EXTRACTED DATA START
//! Arena error types.
//!
//! Errors fall into two classes. [`ArenaError::OutOfSpace`] is recoverable:
//! the request did not fit and nothing was mutated. Every other variant is a
//! broken contract on the caller's side (see [`ArenaError::is_fatal`]) and is
//! escalated according to the tree's
//! [`ViolationPolicy`](crate::config::ViolationPolicy).

use std::error::Error;
use std::fmt;

use crate::handle::RegionId;

/// Errors that can occur during region and stack operations.
#[derive(Clone, Debug, PartialEq, Eq)]
pub enum ArenaError {
    /// The region does not have enough unused bytes for the request.
    OutOfSpace {
        /// Number of bytes requested.
        requested: usize,
        /// Bytes remaining in the region at the time of the request.
        available: usize,
    },
    /// A push onto a fixed-capacity stack that is already full.
    CapacityExceeded {
        /// Fixed element capacity of the stack.
        capacity: usize,
    },
    /// An element whose byte width does not match the stack's element size.
    ElementSize {
        /// Element size the stack was created with.
        expected: usize,
        /// Byte width of the element that was supplied.
        actual: usize,
    },
    /// A stack was requested with a zero-byte element size.
    ZeroSizedElement,
    /// `spawn` or `push` asked for a zero-byte region.
    ZeroSizedRegion,
    /// The caller broke the region protocol.
    Protocol(ProtocolViolation),
}

impl ArenaError {
    /// Whether this error marks a programming defect rather than exhaustion.
    ///
    /// Only [`ArenaError::OutOfSpace`] is recoverable.
    pub fn is_fatal(&self) -> bool {
        !matches!(self, Self::OutOfSpace { .. })
    }
}

impl fmt::Display for ArenaError {
    fn fmt(&self, f: &mut fmt::Formatter<'_>) -> fmt::Result {
        match self {
            Self::OutOfSpace {
                requested,
                available,
            } => {
                write!(
                    f,
                    "region out of space: requested {requested} bytes, {available} bytes available"
                )
            }
            Self::CapacityExceeded { capacity } => {
                write!(f, "stack capacity exceeded: capacity is {capacity} elements")
            }
            Self::ElementSize { expected, actual } => {
                write!(
                    f,
                    "element size mismatch: stack holds {expected}-byte elements, got {actual} bytes"
                )
            }
            Self::ZeroSizedElement => write!(f, "stack element size must be non-zero"),
            Self::ZeroSizedRegion => write!(f, "child region size must be non-zero"),
            Self::Protocol(violation) => write!(f, "region protocol violation: {violation}"),
        }
    }
}

impl Error for ArenaError {
    fn source(&self) -> Option<&(dyn Error + 'static)> {
        match self {
            Self::Protocol(violation) => Some(violation),
            _ => None,
        }
    }
}

impl From<ProtocolViolation> for ArenaError {
    fn from(v: ProtocolViolation) -> Self {
        Self::Protocol(v)
    }
}

/// Ways a caller can break the region protocol.
///
/// None of these are transient. The operation that detected the violation
/// leaves every region untouched.
#[derive(Clone, Debug, PartialEq, Eq)]
pub enum ProtocolViolation {
    /// `pop` on a scoped region that is not its parent's most recent open child.
    NotTopmost {
        /// Child index recorded in the handle.
        index: usize,
        /// Number of children the parent currently has open.
        open: usize,
    },
    /// `reset` or `pop` on a region that still has open scoped children.
    OpenChildren {
        /// The region that was asked to release memory.
        region: RegionId,
        /// Number of children still open.
        open: usize,
    },
    /// `pop` on a scoped region whose parent carved more memory after it.
    ExtentNotOnTop {
        /// The scoped region being popped.
        region: RegionId,
    },
    /// The handle names a region that was popped or reclaimed by an ancestor reset.
    StaleRegion {
        /// The dead region.
        region: RegionId,
    },
    /// The allocation's region has been reset since the allocation was made.
    StaleAllocation {
        /// The region the allocation was carved from.
        region: RegionId,
    },
    /// The handle names a region that was not created by `push`.
    NotScoped {
        /// The offending region.
        region: RegionId,
    },
    /// A stack header no longer matches its handle.
    HeaderCorrupt {
        /// The stack's backing region.
        region: RegionId,
    },
}

impl fmt::Display for ProtocolViolation {
    fn fmt(&self, f: &mut fmt::Formatter<'_>) -> fmt::Result {
        match self {
            Self::NotTopmost { index, open } => {
                write!(
                    f,
                    "scoped region {index} is not the topmost child ({open} open)"
                )
            }
            Self::OpenChildren { region, open } => {
                write!(f, "region {region} still has {open} open scoped children")
            }
            Self::ExtentNotOnTop { region } => {
                write!(
                    f,
                    "scoped region {region} is not at its parent's high-water mark"
                )
            }
            Self::StaleRegion { region } => write!(f, "region {region} is no longer live"),
            Self::StaleAllocation { region } => {
                write!(f, "allocation predates the last reset of region {region}")
            }
            Self::NotScoped { region } => write!(f, "region {region} was not pushed"),
            Self::HeaderCorrupt { region } => {
                write!(f, "stack header in region {region} was overwritten")
            }
        }
    }
}

impl Error for ProtocolViolation {}

#[cfg(test)]
mod tests {
    use super::*;

    #[test]
    fn only_out_of_space_is_recoverable() {
        let oos = ArenaError::OutOfSpace {
            requested: 10,
            available: 4,
        };
        assert!(!oos.is_fatal());
        assert!(ArenaError::CapacityExceeded { capacity: 3 }.is_fatal());
        assert!(ArenaError::ZeroSizedRegion.is_fatal());
        assert!(ArenaError::from(ProtocolViolation::NotTopmost { index: 0, open: 2 }).is_fatal());
    }

    #[test]
    fn display_names_the_numbers() {
        let err = ArenaError::OutOfSpace {
            requested: 128,
            available: 64,
        };
        assert_eq!(
            err.to_string(),
            "region out of space: requested 128 bytes, 64 bytes available"
        );
    }

    #[test]
    fn protocol_source_is_the_violation() {
        let err = ArenaError::from(ProtocolViolation::NotTopmost { index: 1, open: 3 });
        assert!(err.source().is_some());
    }
}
EXTRACTED DATA END
Of all the lines in the data above, show only those that hold the word "crate".

> OUTPUT
//! [`ViolationPolicy`](crate::config::ViolationPolicy).
use crate::handle::RegionId;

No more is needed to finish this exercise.